Gilead should buy Vertex, analyst suggests--and the time is now

Bernstein analyst Geoffrey Porges

While pharma's been riding its deal wave, Gilead's ($GILD) been off on its own, coasting on new revenue from blockbuster hep C launches Sovaldi and Harvoni. But one analyst thinks the time is ripe for it to get in on the M&A action--and he's tabbed Vertex ($VRTX) as a prime target.

The way Bernstein analyst Geoffrey Porges sees it, Gilead's going to need some top-line assistance when its primary drug franchises--HIV and hep C--hit trouble in 2017. Between an upcoming patent cliff for HIV med Viread and incoming hep C competition from Merck ($MRK), Porges sees 30% to 40% of the California company's revenue going down the tubes between 2017 and 2021.

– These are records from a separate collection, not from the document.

use crate::{Dataset, DatasetContext, DatasetOutput, OutputForm, RecordSetup};
use async_trait::async_trait;
use dashmap::DashMap;
use orgscan_client::QueryDescriptor;
use orgscan_core::{OrgScanError, Parameters, RecordKind, Result, Row, SectionLogger};
use orgscan_graph::{DependencyEdge, DependencyGraphBuilder, DependencyView};
use serde_json::Value;
use std::collections::BTreeMap;

/// Error codes the dependency surface throws for entity types it does
/// not track; tolerated as "no dependency data".
const DEPENDENCY_BYPASSES: &[&str] = &["INVALID_TYPE", "EXTERNAL_OBJECT_UNSUPPORTED_EXCEPTION"];

fn row_str(row: &Row, field: &str) -> Option<String> {
    row.get(field)?.as_str().map(str::to_string)
}

/// All customizable objects of the org, with a per-object custom field
/// count joined in.
pub struct ObjectsDataset;

#[async_trait]
impl Dataset for ObjectsDataset {
    fn alias(&self) -> &str {
        "objects"
    }

    async fn run(&self, ctx: &DatasetContext, _params: &Parameters) -> Result<DatasetOutput> {
        let logger = SectionLogger::new("dataset.objects");
        let batch = [
            // EntityDefinition rejects the native continuation protocol.
            QueryDescriptor::tooling(
                "SELECT DurableId, QualifiedApiName, Description FROM EntityDefinition \
                 WHERE IsCustomizable = true",
            )
            .with_custom_paging("DurableId"),
            QueryDescriptor::tooling(
                "SELECT Id, EntityDefinitionId FROM CustomField",
            )
            .with_custom_paging("Id"),
        ];
        let mut results = ctx.executor.run_batch(&batch).await?;
        let field_rows = results.pop().unwrap_or_default();
        let object_rows = results.pop().unwrap_or_default();

        // Child counts accumulate associatively; completion order of the
        // contributing rows cannot change the totals.
        let field_counts: DashMap<String, u64> = DashMap::new();
        for row in &field_rows {
            if let Some(parent) = row_str(row, "EntityDefinitionId") {
                *field_counts.entry(parent).or_insert(0) += 1;
            }
        }

        let factory = ctx.scorer.instance(&RecordKind::CustomObject)?;
        let mut records = BTreeMap::new();
        for mut row in object_rows {
            let count = row_str(&row, "DurableId")
                .and_then(|id| field_counts.get(&id).map(|c| *c))
                .unwrap_or(0);
            row.insert("FieldCount".to_string(), Value::from(count));
            let record = factory.create_with_score(RecordSetup::from_row(row))?;
            records.insert(record.id.clone(), record);
        }

        logger.ended(&format!("collected {} objects", records.len()));
        Ok(DatasetOutput::Records(records))
    }
}

/// Custom fields of one object (parameter `object`), enriched with
/// dependency views built from the org's dependency edge list.
pub struct FieldsDataset;

#[async_trait]
impl Dataset for FieldsDataset {
    fn alias(&self) -> &str {
        "fields"
    }

    async fn run(&self, ctx: &DatasetContext, params: &Parameters) -> Result<DatasetOutput> {
        let object = params.get("object").ok_or_else(|| {
            OrgScanError::configuration("fields dataset requires an 'object' parameter")
        })?;
        let logger = SectionLogger::new("dataset.fields");

        let batch = [
            QueryDescriptor::tooling(format!(
                "SELECT Id, DeveloperName, Description FROM CustomField \
                 WHERE EntityDefinition.QualifiedApiName = '{object}'"
            ))
            .with_custom_paging("Id"),
            QueryDescriptor::tooling(
                "SELECT MetadataComponentId, MetadataComponentType, MetadataComponentName, \
                 RefMetadataComponentId, RefMetadataComponentType, RefMetadataComponentName \
                 FROM MetadataComponentDependency",
            )
            .with_bypass(DEPENDENCY_BYPASSES),
        ];
        let mut results = ctx.executor.run_batch(&batch).await?;
        let dependency_rows = results.pop().unwrap_or_default();
        let field_rows = results.pop().unwrap_or_default();

        // Unparseable dependency rows degrade to a flagged view rather
        // than failing the dataset.
        let mut edges = Vec::new();
        let mut partial = false;
        for row in &dependency_rows {
            match DependencyEdge::from_row(row) {
                Some(edge) => edges.push(edge),
                None => partial = true,
            }
        }
        let names = field_rows
            .iter()
            .filter_map(|row| Some((row_str(row, "Id")?, row_str(row, "DeveloperName")?)))
            .chain(dependency_rows.iter().filter_map(|row| {
                Some((
                    row_str(row, "MetadataComponentId")?,
                    row_str(row, "MetadataComponentName")?,
                ))
            }));
        let builder = DependencyGraphBuilder::new(edges).with_names(names);

        let factory = ctx.scorer.instance(&RecordKind::CustomField)?;
        let mut records = BTreeMap::new();
        for row in field_rows {
            let id = row_str(&row, "Id").unwrap_or_default();
            let mut view: DependencyView = builder.view_for(&id);
            view.had_error |= partial;
            let record =
                factory.create_with_score(RecordSetup::from_row(row).with_dependencies(view))?;
            records.insert(record.id.clone(), record);
        }

        logger.ended(&format!("collected {} fields of {object}", records.len()));
        Ok(DatasetOutput::Records(records))
    }
}

/// All profiles, with assignment counts joined from the permission set
/// assignment table (every profile owns a synthetic permission set).
pub struct ProfilesDataset;

#[async_trait]
impl Dataset for ProfilesDataset {
    fn alias(&self) -> &str {
        "profiles"
    }

    async fn run(&self, ctx: &DatasetContext, _params: &Parameters) -> Result<DatasetOutput> {
        let logger = SectionLogger::new("dataset.profiles");
        let batch = [
            QueryDescriptor::new("SELECT Id, Name, Description FROM Profile"),
            QueryDescriptor::new(
                "SELECT AssigneeId, PermissionSet.ProfileId FROM PermissionSetAssignment \
                 WHERE PermissionSet.IsOwnedByProfile = true",
            ),
        ];
        let mut results = ctx.executor.run_batch(&batch).await?;
        let assignment_rows = results.pop().unwrap_or_default();
        let profile_rows = results.pop().unwrap_or_default();

        let member_counts: DashMap<String, u64> = DashMap::new();
        for row in &assignment_rows {
            let profile_id = row
                .get("PermissionSet")
                .and_then(|ps| ps.get("ProfileId"))
                .and_then(Value::as_str);
            if let Some(id) = profile_id {
                *member_counts.entry(id.to_string()).or_insert(0) += 1;
            }
        }

        let factory = ctx.scorer.instance(&RecordKind::Profile)?;
        let mut records = BTreeMap::new();
        for mut row in profile_rows {
            let count = row_str(&row, "Id")
                .and_then(|id| member_counts.get(&id).map(|c| *c))
                .unwrap_or(0);
            row.insert("MemberCount".to_string(), Value::from(count));
            let record = factory.create_with_score(RecordSetup::from_row(row))?;
            records.insert(record.id.clone(), record);
        }

        logger.ended(&format!("collected {} profiles", records.len()));
        Ok(DatasetOutput::Records(records))
    }
}

/// All active-org users, with the nested profile name flattened onto the
/// record.
pub struct UsersDataset;

#[async_trait]
impl Dataset for UsersDataset {
    fn alias(&self) -> &str {
        "users"
    }

    async fn run(&self, ctx: &DatasetContext, _params: &Parameters) -> Result<DatasetOutput> {
        let logger = SectionLogger::new("dataset.users");
        let rows = ctx
            .executor
            .run(&QueryDescriptor::new(
                "SELECT Id, Username, LastLoginDate, Profile.Name FROM User \
                 WHERE UserType = 'Standard'",
            ))
            .await?;

        let factory = ctx.scorer.instance(&RecordKind::User)?;
        let mut records = BTreeMap::new();
        for mut row in rows {
            // Normalize the nested relationship field.
            if let Some(name) = row
                .get("Profile")
                .and_then(|p| p.get("Name"))
                .and_then(Value::as_str)
                .map(str::to_string)
            {
                row.insert("ProfileName".to_string(), Value::from(name));
            }
            let record = factory.create_with_score(RecordSetup::from_row(row))?;
            records.insert(record.id.clone(), record);
        }

        logger.ended(&format!("collected {} users", records.len()));
        Ok(DatasetOutput::Records(records))
    }
}

/// Object × profile permission grid. Columns are profile ids; the
/// permission-matrix recipe swaps in display labels.
pub struct ObjectPermissionsDataset;

fn permission_code(row: &Row) -> String {
    let mut code = String::new();
    for (field, letter) in [
        ("PermissionsCreate", 'C'),
        ("PermissionsRead", 'R'),
        ("PermissionsEdit", 'U'),
        ("PermissionsDelete", 'D'),
    ] {
        if row.get(field).and_then(Value::as_bool).unwrap_or(false) {
            code.push(letter);
        }
    }
    code
}

#[async_trait]
impl Dataset for ObjectPermissionsDataset {
    fn alias(&self) -> &str {
        "object-permissions"
    }

    fn output_form(&self) -> OutputForm {
        OutputForm::Matrix
    }

    async fn run(&self, ctx: &DatasetContext, _params: &Parameters) -> Result<DatasetOutput> {
        let logger = SectionLogger::new("dataset.object-permissions");
        let rows = ctx
            .executor
            .run(&QueryDescriptor::new(
                "SELECT Parent.ProfileId, SobjectType, PermissionsCreate, PermissionsRead, \
                 PermissionsEdit, PermissionsDelete FROM ObjectPermissions \
                 WHERE Parent.IsOwnedByProfile = true",
            ))
            .await?;

        let mut matrix = orgscan_graph::UsageMatrix::new();
        for row in &rows {
            let profile_id = row
                .get("Parent")
                .and_then(|p| p.get("ProfileId"))
                .and_then(Value::as_str);
            let sobject = row_str(row, "SobjectType");
            let (Some(profile_id), Some(sobject)) = (profile_id, sobject) else {
                continue;
            };
            matrix.add_header(profile_id, profile_id);
            matrix.set_row_header(sobject.as_str(), sobject.as_str());
            matrix.set_cell(sobject.as_str(), profile_id, permission_code(row));
        }

        logger.ended(&format!(
            "built a {}x{} permission grid",
            matrix.rows.len(),
            matrix.headers.len()
        ));
        Ok(DatasetOutput::Matrix(matrix))
    }
}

That's a situation it can better, though, if it gets some help in advance--and it has the means to do it now. "Gilead has an enormous surplus of near term cash flow" as well as "the opportunity to invest in strategic M&A before those threats come to fruition," Porges wrote in a note to investors.

So why Vertex? Well, for starters, it's slim pickings, he admits. As he notes, there are only 5 independent biopharma companies in the $10 billion to $35 billion market cap range in Medivation ($MDVN), Incyte ($INCY), BioMarin ($BMRN), Vertex and Alexion ($ALXN). And thanks to Vertex' cystic fibrosis, he thinks makes the most sense for Gilead, which already has a product for the condition--Cayston--and commercial infrastructure in place.

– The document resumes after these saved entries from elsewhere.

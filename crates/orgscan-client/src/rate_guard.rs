use orgscan_core::{OrgScanError, Result};
use parking_lot::RwLock;
use serde::{Deserialize, Serialize};
use std::time::{Duration, Instant};
use tracing::{debug, warn};

/// Usage ratio at which the guard starts warning.
pub const WARNING_THRESHOLD: f64 = 0.70;

/// Usage ratio at which the guard refuses further requests.
pub const CRITICAL_THRESHOLD: f64 = 0.90;

/// An observation older than this no longer blocks requests; quota may
/// have recovered since.
pub const FRESHNESS_WINDOW: Duration = Duration::from_secs(60);

#[derive(Debug, Clone, Copy, PartialEq, Eq, Serialize, Deserialize)]
pub enum QuotaZone {
    Green,
    Yellow,
    Red,
}

impl QuotaZone {
    /// Zones partition [0, 1) by the two thresholds.
    pub fn for_ratio(ratio: f64) -> Self {
        if ratio >= CRITICAL_THRESHOLD {
            QuotaZone::Red
        } else if ratio >= WARNING_THRESHOLD {
            QuotaZone::Yellow
        } else {
            QuotaZone::Green
        }
    }
}

/// How a red-zone refusal is surfaced. Production orgs enforce; sandbox
/// callers may opt into warnings only.
#[derive(Debug, Clone, Copy, PartialEq, Eq, Default)]
pub enum GuardPolicy {
    #[default]
    Enforce,
    WarnOnly,
}

#[derive(Debug, Clone, Copy)]
pub struct QuotaState {
    pub used_ratio: f64,
    pub zone: QuotaZone,
    pub observed_at: Instant,
}

/// Admission-control gate over the remote API quota. Wraps every
/// executor call: `before_request` refuses work when the last fresh
/// observation was critical, `after_request` folds in the usage the
/// server reported so the *next* call is refused before it starts.
/// In-flight calls are never cancelled.
pub struct RateGuard {
    state: RwLock<Option<QuotaState>>,
    policy: GuardPolicy,
    freshness_window: Duration,
}

impl RateGuard {
    pub fn new(policy: GuardPolicy) -> Self {
        Self {
            state: RwLock::new(None),
            policy,
            freshness_window: FRESHNESS_WINDOW,
        }
    }

    /// Overrides how long an observation stays fresh. Tests use this to
    /// exercise the recovery path without waiting out the real window.
    pub fn with_freshness_window(mut self, window: Duration) -> Self {
        self.freshness_window = window;
        self
    }

    pub fn policy(&self) -> GuardPolicy {
        self.policy
    }

    pub fn snapshot(&self) -> Option<QuotaState> {
        *self.state.read()
    }

    pub fn is_red_zone(&self) -> bool {
        self.state
            .read()
            .map(|s| s.zone == QuotaZone::Red)
            .unwrap_or(false)
    }

    /// Admission check. Refuses only on a *fresh* red-zone observation;
    /// with no observation yet, or a stale one, the request proceeds.
    pub fn before_request(&self) -> Result<()> {
        let Some(state) = *self.state.read() else {
            return Ok(());
        };
        if state.zone != QuotaZone::Red || state.observed_at.elapsed() >= self.freshness_window {
            return Ok(());
        }
        match self.policy {
            GuardPolicy::Enforce => Err(OrgScanError::QuotaExceeded {
                used_ratio: state.used_ratio,
            }),
            GuardPolicy::WarnOnly => {
                warn!(
                    used_ratio = state.used_ratio,
                    "quota critically high, proceeding under warn-only policy"
                );
                Ok(())
            }
        }
    }

    /// Record the usage ratio a response reported, then re-run the
    /// admission semantics: a request that pushed usage into the red
    /// zone fails here, before any sibling issues its next call.
    pub fn after_request(&self, used_ratio: f64) -> Result<()> {
        let zone = QuotaZone::for_ratio(used_ratio);
        debug!(used_ratio, ?zone, "quota observation");
        *self.state.write() = Some(QuotaState {
            used_ratio,
            zone,
            observed_at: Instant::now(),
        });
        self.before_request()
    }
}

impl Default for RateGuard {
    fn default() -> Self {
        Self::new(GuardPolicy::Enforce)
    }
}

#[cfg(test)]
mod tests {
    use super::*;

    #[test]
    fn zones_partition_the_ratio_space() {
        assert_eq!(QuotaZone::for_ratio(0.0), QuotaZone::Green);
        assert_eq!(QuotaZone::for_ratio(0.69), QuotaZone::Green);
        assert_eq!(QuotaZone::for_ratio(0.70), QuotaZone::Yellow);
        assert_eq!(QuotaZone::for_ratio(0.89), QuotaZone::Yellow);
        assert_eq!(QuotaZone::for_ratio(0.90), QuotaZone::Red);
        assert_eq!(QuotaZone::for_ratio(0.99), QuotaZone::Red);
    }

    #[test]
    fn fresh_red_observation_blocks_next_request() {
        let guard = RateGuard::default();
        assert!(guard.before_request().is_ok());

        let err = guard.after_request(0.91).unwrap_err();
        assert!(matches!(err, OrgScanError::QuotaExceeded { .. }));
        assert!(guard.is_red_zone());
        assert!(guard.before_request().is_err());
    }

    #[test]
    fn moderate_usage_never_blocks() {
        let guard = RateGuard::default();
        assert!(guard.after_request(0.5).is_ok());
        assert!(guard.before_request().is_ok());
        assert!(!guard.is_red_zone());
    }

    #[test]
    fn warn_only_policy_downgrades_refusal() {
        let guard = RateGuard::new(GuardPolicy::WarnOnly);
        assert!(guard.after_request(0.95).is_ok());
        assert!(guard.before_request().is_ok());
        // The zone is still reported honestly.
        assert!(guard.is_red_zone());
    }

    #[test]
    fn stale_red_observation_no_longer_blocks() {
        // A zero-length window makes any observation immediately stale:
        // quota may have recovered, so the request is admitted.
        let guard =
            RateGuard::new(GuardPolicy::Enforce).with_freshness_window(Duration::ZERO);
        assert!(guard.after_request(0.95).is_ok());
        assert!(guard.before_request().is_ok());
        // The last known zone is still reported honestly.
        assert!(guard.is_red_zone());
    }

    #[test]
    fn recovery_clears_the_red_zone() {
        let guard = RateGuard::default();
        let _ = guard.after_request(0.95);
        assert!(guard.after_request(0.40).is_ok());
        assert!(guard.before_request().is_ok());
    }
}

That doesn't mean Vertex doesn't have its own hurdles ahead, too--but they're hurdles Gilead knows how to clear, Porges figures. Vertex's greatest challenges are in the development and commercialization of complex multi-drug combinations, which is "something Gilead knows a thing or two about," he wrote.

Vertex will also be navigating a tricky payer landscape once it wins FDA approval for a new Kalydeco combo--expected to run at an orphan drug price despite a patient population potentially 10 times the size of its current pool. And with costly Sovaldi--and, now, Harvoni--Gilead is basically in the process of writing the book on how to help payers swallow a lofty sticker price.

So assuming Gilead does go Porges' route, how would the deal look? The biotech could "easily absorb" the cost of buying vertex at a 50% premium on a 20% cash and 80% debt basis, Porges wrote, and he estimates a $45 billion acquisition could yield a 27% revenue increase for Gilead by 2020.